▶ **Work item**
Go through the data below and copy each line that includes "None".

(Saved entries)
..............................

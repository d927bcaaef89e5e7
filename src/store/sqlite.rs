use std::path::Path;

use anyhow::{Context, Result, bail};
use chrono::{DateTime, Utc};
use rusqlite::{Connection, OptionalExtension, Row, params, params_from_iter};

use super::{BenchmarkSource, DatasetSource, SystemFilter, SystemSource};
use crate::model::{DEFAULT_SPLIT, DatasetMetadata, ImportBundle, SystemDataset, SystemModel};

const SYSTEM_COLUMNS: &str = "
    system_id, system_name, creator, task, source_language, target_language,
    dataset_name, sub_dataset, dataset_split, results_json, created_at
";

#[derive(Debug, Clone, Copy, Default, PartialEq, Eq)]
pub struct ImportStats {
    pub benchmarks: usize,
    pub systems: usize,
    pub datasets: usize,
}

pub struct SqliteStore {
    connection: Connection,
}

impl SqliteStore {
    pub fn open(db_path: &Path) -> Result<Self> {
        let connection = Connection::open(db_path)
            .with_context(|| format!("failed to open {}", db_path.display()))?;
        configure_connection(&connection)?;
        ensure_schema(&connection)?;
        Ok(Self { connection })
    }

    #[cfg(test)]
    pub fn open_in_memory() -> Result<Self> {
        let connection = Connection::open_in_memory().context("failed to open in-memory db")?;
        ensure_schema(&connection)?;
        Ok(Self { connection })
    }

    pub fn import_bundle(&mut self, bundle: &ImportBundle) -> Result<ImportStats> {
        let tx = self
            .connection
            .transaction()
            .context("failed to start import transaction")?;

        let mut stats = ImportStats::default();
        for document in &bundle.benchmarks {
            upsert_benchmark(&tx, document)?;
            stats.benchmarks += 1;
        }
        for system in &bundle.systems {
            upsert_system(&tx, system)?;
            stats.systems += 1;
        }
        for dataset in &bundle.datasets {
            upsert_dataset(&tx, dataset)?;
            stats.datasets += 1;
        }

        tx.commit().context("failed to commit import transaction")?;
        Ok(stats)
    }

    pub fn count_rows(&self, table: &str) -> Result<i64> {
        let sql = match table {
            "benchmarks" => "SELECT COUNT(*) FROM benchmarks",
            "systems" => "SELECT COUNT(*) FROM systems",
            "datasets" => "SELECT COUNT(*) FROM datasets",
            other => bail!("unknown table: {other}"),
        };
        let count = self.connection.query_row(sql, [], |row| row.get(0))?;
        Ok(count)
    }
}

fn configure_connection(connection: &Connection) -> Result<()> {
    connection
        .pragma_update(None, "journal_mode", "WAL")
        .context("failed to set journal_mode=WAL")?;
    connection
        .pragma_update(None, "synchronous", "NORMAL")
        .context("failed to set synchronous=NORMAL")?;
    Ok(())
}

fn ensure_schema(connection: &Connection) -> Result<()> {
    connection
        .execute_batch(
            "
            CREATE TABLE IF NOT EXISTS benchmarks (
              benchmark_id TEXT PRIMARY KEY,
              parent_id TEXT,
              doc_json TEXT NOT NULL
            );

            CREATE TABLE IF NOT EXISTS systems (
              system_id TEXT PRIMARY KEY,
              system_name TEXT NOT NULL,
              creator TEXT NOT NULL,
              task TEXT,
              source_language TEXT,
              target_language TEXT,
              dataset_name TEXT,
              sub_dataset TEXT,
              dataset_split TEXT,
              results_json TEXT NOT NULL,
              created_at TEXT NOT NULL
            );

            CREATE TABLE IF NOT EXISTS datasets (
              dataset_id TEXT PRIMARY KEY,
              dataset_name TEXT NOT NULL,
              sub_dataset TEXT,
              languages_json TEXT NOT NULL,
              tasks_json TEXT NOT NULL,
              splits_json TEXT NOT NULL
            );

            CREATE INDEX IF NOT EXISTS idx_benchmarks_parent ON benchmarks(parent_id);
            CREATE INDEX IF NOT EXISTS idx_systems_dataset
              ON systems(dataset_name, sub_dataset, dataset_split);
            CREATE INDEX IF NOT EXISTS idx_datasets_name ON datasets(dataset_name);
            ",
        )
        .context("failed to create metadata schema")?;
    Ok(())
}

// Stored documents use `id`; `_id` is accepted on import.
fn upsert_benchmark(connection: &Connection, document: &serde_json::Value) -> Result<()> {
    let Some(object) = document.as_object() else {
        bail!("benchmark document must be a json object");
    };
    let mut object = object.clone();
    if let Some(raw_id) = object.remove("_id") {
        object.entry("id").or_insert(raw_id);
    }

    let benchmark_id = object
        .get("id")
        .and_then(|value| value.as_str())
        .map(ToOwned::to_owned)
        .context("benchmark document is missing a string `id`")?;
    let parent_id = object
        .get("parent")
        .and_then(|value| value.as_str())
        .map(ToOwned::to_owned);
    let doc_json = serde_json::Value::Object(object).to_string();

    connection
        .execute(
            "
            INSERT INTO benchmarks(benchmark_id, parent_id, doc_json)
            VALUES(?1, ?2, ?3)
            ON CONFLICT(benchmark_id) DO UPDATE SET
              parent_id=excluded.parent_id,
              doc_json=excluded.doc_json
            ",
            params![benchmark_id, parent_id, doc_json],
        )
        .with_context(|| format!("failed to upsert benchmark {benchmark_id}"))?;
    Ok(())
}

fn upsert_system(connection: &Connection, system: &SystemModel) -> Result<()> {
    let results_json = serde_json::to_string(&system.results)
        .with_context(|| format!("failed to serialize results of {}", system.system_id))?;
    let dataset = system.dataset.as_ref();

    connection
        .execute(
            "
            INSERT INTO systems(
              system_id, system_name, creator, task, source_language, target_language,
              dataset_name, sub_dataset, dataset_split, results_json, created_at
            )
            VALUES(?1, ?2, ?3, ?4, ?5, ?6, ?7, ?8, ?9, ?10, ?11)
            ON CONFLICT(system_id) DO UPDATE SET
              system_name=excluded.system_name,
              creator=excluded.creator,
              task=excluded.task,
              source_language=excluded.source_language,
              target_language=excluded.target_language,
              dataset_name=excluded.dataset_name,
              sub_dataset=excluded.sub_dataset,
              dataset_split=excluded.dataset_split,
              results_json=excluded.results_json,
              created_at=excluded.created_at
            ",
            params![
                system.system_id,
                system.system_name,
                system.creator,
                system.task,
                system.source_language,
                system.target_language,
                dataset.map(|value| value.dataset_name.as_str()),
                dataset.and_then(|value| value.sub_dataset.as_deref()),
                dataset.map(|value| value.split.as_str()),
                results_json,
                system.created_at,
            ],
        )
        .with_context(|| format!("failed to upsert system {}", system.system_id))?;
    Ok(())
}

fn upsert_dataset(connection: &Connection, dataset: &DatasetMetadata) -> Result<()> {
    let dataset_id = format!(
        "{}:{}",
        dataset.dataset_name,
        dataset.sub_dataset.as_deref().unwrap_or("NA")
    );

    connection
        .execute(
            "
            INSERT INTO datasets(dataset_id, dataset_name, sub_dataset, languages_json, tasks_json, splits_json)
            VALUES(?1, ?2, ?3, ?4, ?5, ?6)
            ON CONFLICT(dataset_id) DO UPDATE SET
              languages_json=excluded.languages_json,
              tasks_json=excluded.tasks_json,
              splits_json=excluded.splits_json
            ",
            params![
                dataset_id,
                dataset.dataset_name,
                dataset.sub_dataset,
                serde_json::to_string(&dataset.languages)?,
                serde_json::to_string(&dataset.tasks)?,
                serde_json::to_string(&dataset.splits)?,
            ],
        )
        .with_context(|| format!("failed to upsert dataset {dataset_id}"))?;
    Ok(())
}

fn system_from_row(row: &Row<'_>) -> Result<SystemModel> {
    let system_id: String = row.get(0)?;
    let dataset_name: Option<String> = row.get(6)?;
    let sub_dataset: Option<String> = row.get(7)?;
    let split: Option<String> = row.get(8)?;
    let results_json: String = row.get(9)?;

    let dataset = dataset_name.map(|dataset_name| SystemDataset {
        dataset_name,
        sub_dataset,
        split: split.unwrap_or_else(|| DEFAULT_SPLIT.to_string()),
    });
    let results = serde_json::from_str(&results_json)
        .with_context(|| format!("invalid results for system {system_id}"))?;

    Ok(SystemModel {
        system_id,
        system_name: row.get(1)?,
        creator: row.get(2)?,
        task: row.get(3)?,
        source_language: row.get(4)?,
        target_language: row.get(5)?,
        dataset,
        results,
        created_at: row.get::<_, DateTime<Utc>>(10)?,
    })
}

fn push_condition(
    clauses: &mut Vec<String>,
    values: &mut Vec<Option<String>>,
    column: &str,
    value: &Option<String>,
) {
    if let Some(value) = value {
        clauses.push(format!("{column} = ?"));
        values.push(Some(value.clone()));
    }
}

impl SystemSource for SqliteStore {
    fn find_systems(&self, filter: &SystemFilter) -> Result<Vec<SystemModel>> {
        let mut clauses = Vec::<String>::new();
        let mut values = Vec::<Option<String>>::new();

        push_condition(&mut clauses, &mut values, "dataset_name", &filter.dataset_name);
        push_condition(&mut clauses, &mut values, "sub_dataset", &filter.sub_dataset);
        push_condition(&mut clauses, &mut values, "dataset_split", &filter.split);
        push_condition(&mut clauses, &mut values, "task", &filter.task);
        push_condition(&mut clauses, &mut values, "source_language", &filter.source_language);
        push_condition(&mut clauses, &mut values, "target_language", &filter.target_language);
        push_condition(&mut clauses, &mut values, "creator", &filter.creator);

        if !filter.dataset_list.is_empty() {
            let alternatives = filter
                .dataset_list
                .iter()
                .map(|key| {
                    values.push(Some(key.dataset_name.clone()));
                    values.push(key.sub_dataset.clone());
                    values.push(Some(key.split.clone()));
                    "(dataset_name = ? AND sub_dataset IS ? AND dataset_split = ?)"
                })
                .collect::<Vec<_>>();
            clauses.push(format!("({})", alternatives.join(" OR ")));
        }

        let where_sql = if clauses.is_empty() {
            String::new()
        } else {
            format!("WHERE {}", clauses.join(" AND "))
        };
        let sql = format!("SELECT {SYSTEM_COLUMNS} FROM systems {where_sql} ORDER BY rowid ASC");

        let mut statement = self.connection.prepare(&sql)?;
        let mut rows = statement.query(params_from_iter(values.iter()))?;
        let mut out = Vec::<SystemModel>::new();

        while let Some(row) = rows.next()? {
            out.push(system_from_row(row)?);
        }

        Ok(out)
    }
}

impl DatasetSource for SqliteStore {
    fn find_dataset(
        &self,
        dataset_name: &str,
        sub_dataset: Option<&str>,
        strict_name_match: bool,
    ) -> Result<Option<DatasetMetadata>> {
        let name_clause = if strict_name_match {
            "dataset_name = ?1"
        } else {
            "substr(dataset_name, 1, length(?1)) = ?1"
        };
        let sub_clause = if sub_dataset.is_some() {
            "AND sub_dataset = ?2"
        } else {
            "AND ?2 IS NULL"
        };
        let sql = format!(
            "
            SELECT dataset_name, sub_dataset, languages_json, tasks_json, splits_json
            FROM datasets
            WHERE {name_clause} {sub_clause}
            ORDER BY dataset_id ASC
            LIMIT 2
            "
        );

        let mut statement = self.connection.prepare(&sql)?;
        let mut rows = statement.query(params![dataset_name, sub_dataset])?;
        let mut matches = Vec::<DatasetMetadata>::new();

        while let Some(row) = rows.next()? {
            let languages: String = row.get(2)?;
            let tasks: String = row.get(3)?;
            let splits: String = row.get(4)?;
            matches.push(DatasetMetadata {
                dataset_name: row.get(0)?,
                sub_dataset: row.get(1)?,
                languages: serde_json::from_str(&languages)
                    .context("invalid dataset languages")?,
                tasks: serde_json::from_str(&tasks).context("invalid dataset tasks")?,
                splits: serde_json::from_str(&splits).context("invalid dataset splits")?,
            });
        }

        if matches.len() == 1 {
            Ok(matches.pop())
        } else {
            Ok(None)
        }
    }
}

impl BenchmarkSource for SqliteStore {
    fn find_benchmark_document(&self, benchmark_id: &str) -> Result<Option<serde_json::Value>> {
        let raw: Option<String> = self
            .connection
            .query_row(
                "SELECT doc_json FROM benchmarks WHERE benchmark_id = ?1",
                params![benchmark_id],
                |row| row.get(0),
            )
            .optional()?;

        raw.map(|doc| {
            serde_json::from_str(&doc)
                .with_context(|| format!("invalid stored benchmark {benchmark_id}"))
        })
        .transpose()
    }

    fn find_benchmark_documents(&self, parent: Option<&str>) -> Result<Vec<serde_json::Value>> {
        let mut statement = self.connection.prepare(
            "
            SELECT benchmark_id, doc_json
            FROM benchmarks
            WHERE ?1 IS NULL OR parent_id = ?1
            ORDER BY benchmark_id ASC
            ",
        )?;
        let mut rows = statement.query(params![parent])?;
        let mut out = Vec::new();

        while let Some(row) = rows.next()? {
            let benchmark_id: String = row.get(0)?;
            let doc: String = row.get(1)?;
            out.push(
                serde_json::from_str(&doc)
                    .with_context(|| format!("invalid stored benchmark {benchmark_id}"))?,
            );
        }

        Ok(out)
    }
}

..............................

▶ **Result below**
        .pragma_update(None, "journal_mode", "WAL")
        .pragma_update(None, "synchronous", "NORMAL")
            Ok(None)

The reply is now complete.